● EXERCISE PROMPT
Your output should be the entries below, exact in every detail.
· · · ·
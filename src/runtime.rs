use std::sync::mpsc::{self, Receiver, RecvTimeoutError};
use std::time::Duration;

use crossterm::event::{self, Event as CtEvent};

/// Unified event type consumed by the app runner
#[derive(Clone, Debug)]
pub enum CubeEvent {
    /// Keyboard or mouse input, forwarded untouched
    Input(CtEvent),
    Resize,
    Tick,
    /// The event source is gone; no further input will arrive
    Closed,
}

/// Source of terminal events (keyboard, mouse, resize)
pub trait CubeEventSource: Send + 'static {
    /// Block for up to `timeout` waiting for an event.
    /// Returns Ok(event) if an event arrives before the timeout, or Err(Timeout) if it expires.
    fn recv_timeout(&self, timeout: Duration) -> Result<CubeEvent, RecvTimeoutError>;
}

/// Production event source using crossterm.
///
/// A reader thread posts into a channel; whoever owns the receiver is the
/// only code that ever mutates session state.
pub struct CrosstermEventSource {
    rx: Receiver<CubeEvent>,
}

impl CrosstermEventSource {
    pub fn new() -> Self {
        let (tx, rx) = mpsc::channel();

        std::thread::spawn(move || loop {
            let forwarded = match event::read() {
                Ok(ev @ (CtEvent::Key(_) | CtEvent::Mouse(_))) => Some(CubeEvent::Input(ev)),
                Ok(CtEvent::Resize(_, _)) => Some(CubeEvent::Resize),
                Ok(_) => None,
                Err(e) => {
                    tracing::error!(error = %e, "terminal event reader stopped");
                    break;
                }
            };
            if let Some(ev) = forwarded {
                if tx.send(ev).is_err() {
                    break;
                }
            }
        });

        Self { rx }
    }
}

impl Default for CrosstermEventSource {
    fn default() -> Self {
        Self::new()
    }
}

impl CubeEventSource for CrosstermEventSource {
    fn recv_timeout(&self, timeout: Duration) -> Result<CubeEvent, RecvTimeoutError> {
        self.rx.recv_timeout(timeout)
    }
}

/// Configurable ticker interface
pub trait Ticker: Send + Sync + 'static {
    fn interval(&self) -> Duration;
}

/// Fixed interval ticker
#[derive(Clone, Copy, Debug)]
pub struct FixedTicker {
    interval: Duration,
}

impl FixedTicker {
    pub fn new(interval: Duration) -> Self {
        Self { interval }
    }
}

impl Ticker for FixedTicker {
    fn interval(&self) -> Duration {
        self.interval
    }
}

/// Test event source for unit tests
pub struct TestEventSource {
    rx: Receiver<CubeEvent>,
}

impl TestEventSource {
    pub fn new(rx: Receiver<CubeEvent>) -> Self {
        Self { rx }
    }
}

impl CubeEventSource for TestEventSource {
    fn recv_timeout(&self, timeout: Duration) -> Result<CubeEvent, RecvTimeoutError> {
        self.rx.recv_timeout(timeout)
    }
}

/// Runner that advances the application one event/tick at a time
pub struct Runner<E: CubeEventSource, T: Ticker> {
    event_source: E,
    ticker: T,
}

impl<E: CubeEventSource, T: Ticker> Runner<E, T> {
    pub fn new(event_source: E, ticker: T) -> Self {
        Self {
            event_source,
            ticker,
        }
    }

    /// Blocks up to tick interval and returns the next event, or Tick on timeout
    pub fn step(&self) -> CubeEvent {
        match self.event_source.recv_timeout(self.ticker.interval()) {
            Ok(ev) => ev,
            Err(RecvTimeoutError::Timeout) => CubeEvent::Tick,
            Err(RecvTimeoutError::Disconnected) => {
                tracing::warn!("event source disconnected");
                CubeEvent::Closed
            }
        }
    }
}

#[cfg(test)]
mod tests {
    use super::*;
    use crossterm::event::{KeyCode, KeyEvent, KeyModifiers};
    use std::sync::mpsc;

    #[test]
    fn step_returns_tick_on_timeout() {
        let (_tx, rx) = mpsc::channel();
        let es = TestEventSource::new(rx);
        let ticker = FixedTicker::new(Duration::from_millis(1));
        let runner = Runner::new(es, ticker);

        // With no events available, step should yield Tick
        let ev = runner.step();
        match ev {
            CubeEvent::Tick => {}
            _ => panic!("expected Tick on timeout"),
        }
    }

    #[test]
    fn step_reports_closed_source() {
        let (tx, rx) = mpsc::channel::<CubeEvent>();
        drop(tx);
        let runner = Runner::new(TestEventSource::new(rx), FixedTicker::new(Duration::from_secs(5)));

        match runner.step() {
            CubeEvent::Closed => {}
            other => panic!("expected Closed, got {other:?}"),
        }
    }

    #[test]
    fn step_passes_through_events_in_order() {
        let (tx, rx) = mpsc::channel();
        tx.send(CubeEvent::Resize).unwrap();
        tx.send(CubeEvent::Input(CtEvent::Key(KeyEvent::new(
            KeyCode::Char(' '),
            KeyModifiers::NONE,
        ))))
        .unwrap();
        let es = TestEventSource::new(rx);
        let ticker = FixedTicker::new(Duration::from_millis(10));
        let runner = Runner::new(es, ticker);

        match runner.step() {
            CubeEvent::Resize => {}
            _ => panic!("expected Resize event"),
        }
        match runner.step() {
            CubeEvent::Input(CtEvent::Key(key)) => assert_eq!(key.code, KeyCode::Char(' ')),
            _ => panic!("expected key event"),
        }
    }
}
· · · ·
● FINISHED TASK
filename src/runtime.rs
use std::sync::mpsc::{self, Receiver, RecvTimeoutError};
use std::time::Duration;

use crossterm::event::{self, Event as CtEvent};

/// Unified event type consumed by the app runner
#[derive(Clone, Debug)]
pub enum CubeEvent {
    /// Keyboard or mouse input, forwarded untouched
    Input(CtEvent),
    Resize,
    Tick,
    /// The event source is gone; no further input will arrive
    Closed,
}

/// Source of terminal events (keyboard, mouse, resize)
pub trait CubeEventSource: Send + 'static {
    /// Block for up to `timeout` waiting for an event.
    /// Returns Ok(event) if an event arrives before the timeout, or Err(Timeout) if it expires.
    fn recv_timeout(&self, timeout: Duration) -> Result<CubeEvent, RecvTimeoutError>;
}

/// Production event source using crossterm.
///
/// A reader thread posts into a channel; whoever owns the receiver is the
/// only code that ever mutates session state.
pub struct CrosstermEventSource {
    rx: Receiver<CubeEvent>,
}

impl CrosstermEventSource {
    pub fn new() -> Self {
        let (tx, rx) = mpsc::channel();

        std::thread::spawn(move || loop {
            let forwarded = match event::read() {
                Ok(ev @ (CtEvent::Key(_) | CtEvent::Mouse(_))) => Some(CubeEvent::Input(ev)),
                Ok(CtEvent::Resize(_, _)) => Some(CubeEvent::Resize),
                Ok(_) => None,
                Err(e) => {
                    tracing::error!(error = %e, "terminal event reader stopped");
                    break;
                }
            };
            if let Some(ev) = forwarded {
                if tx.send(ev).is_err() {
                    break;
                }
            }
        });

        Self { rx }
    }
}

impl Default for CrosstermEventSource {
    fn default() -> Self {
        Self::new()
    }
}

impl CubeEventSource for CrosstermEventSource {
    fn recv_timeout(&self, timeout: Duration) -> Result<CubeEvent, RecvTimeoutError> {
        self.rx.recv_timeout(timeout)
    }
}

/// Configurable ticker interface
pub trait Ticker: Send + Sync + 'static {
    fn interval(&self) -> Duration;
}

/// Fixed interval ticker
#[derive(Clone, Copy, Debug)]
pub struct FixedTicker {
    interval: Duration,
}

impl FixedTicker {
    pub fn new(interval: Duration) -> Self {
        Self { interval }
    }
}

impl Ticker for FixedTicker {
    fn interval(&self) -> Duration {
        self.interval
    }
}

/// Test event source for unit tests
pub struct TestEventSource {
    rx: Receiver<CubeEvent>,
}

impl TestEventSource {
    pub fn new(rx: Receiver<CubeEvent>) -> Self {
        Self { rx }
    }
}

impl CubeEventSource for TestEventSource {
    fn recv_timeout(&self, timeout: Duration) -> Result<CubeEvent, RecvTimeoutError> {
        self.rx.recv_timeout(timeout)
    }
}

/// Runner that advances the application one event/tick at a time
pub struct Runner<E: CubeEventSource, T: Ticker> {
    event_source: E,
    ticker: T,
}

impl<E: CubeEventSource, T: Ticker> Runner<E, T> {
    pub fn new(event_source: E, ticker: T) -> Self {
        Self {
            event_source,
            ticker,
        }
    }

    /// Blocks up to tick interval and returns the next event, or Tick on timeout
    pub fn step(&self) -> CubeEvent {
        match self.event_source.recv_timeout(self.ticker.interval()) {
            Ok(ev) => ev,
            Err(RecvTimeoutError::Timeout) => CubeEvent::Tick,
            Err(RecvTimeoutError::Disconnected) => {
                tracing::warn!("event source disconnected");
                CubeEvent::Closed
            }
        }
    }
}

#[cfg(test)]
mod tests {
    use super::*;
    use crossterm::event::{KeyCode, KeyEvent, KeyModifiers};
    use std::sync::mpsc;

    #[test]
    fn step_returns_tick_on_timeout() {
        let (_tx, rx) = mpsc::channel();
        let es = TestEventSource::new(rx);
        let ticker = FixedTicker::new(Duration::from_millis(1));
        let runner = Runner::new(es, ticker);

        // With no events available, step should yield Tick
        let ev = runner.step();
        match ev {
            CubeEvent::Tick => {}
            _ => panic!("expected Tick on timeout"),
        }
    }

    #[test]
    fn step_reports_closed_source() {
        let (tx, rx) = mpsc::channel::<CubeEvent>();
        drop(tx);
        let runner = Runner::new(TestEventSource::new(rx), FixedTicker::new(Duration::from_secs(5)));

        match runner.step() {
            CubeEvent::Closed => {}
            other => panic!("expected Closed, got {other:?}"),
        }
    }

    #[test]
    fn step_passes_through_events_in_order() {
        let (tx, rx) = mpsc::channel();
        tx.send(CubeEvent::Resize).unwrap();
        tx.send(CubeEvent::Input(CtEvent::Key(KeyEvent::new(
            KeyCode::Char(' '),
            KeyModifiers::NONE,
        ))))
        .unwrap();
        let es = TestEventSource::new(rx);
        let ticker = FixedTicker::new(Duration::from_millis(10));
        let runner = Runner::new(es, ticker);

        match runner.step() {
            CubeEvent::Resize => {}
            _ => panic!("expected Resize event"),
        }
        match runner.step() {
            CubeEvent::Input(CtEvent::Key(key)) => assert_eq!(key.code, KeyCode::Char(' ')),
            _ => panic!("expected key event"),
        }
    }
}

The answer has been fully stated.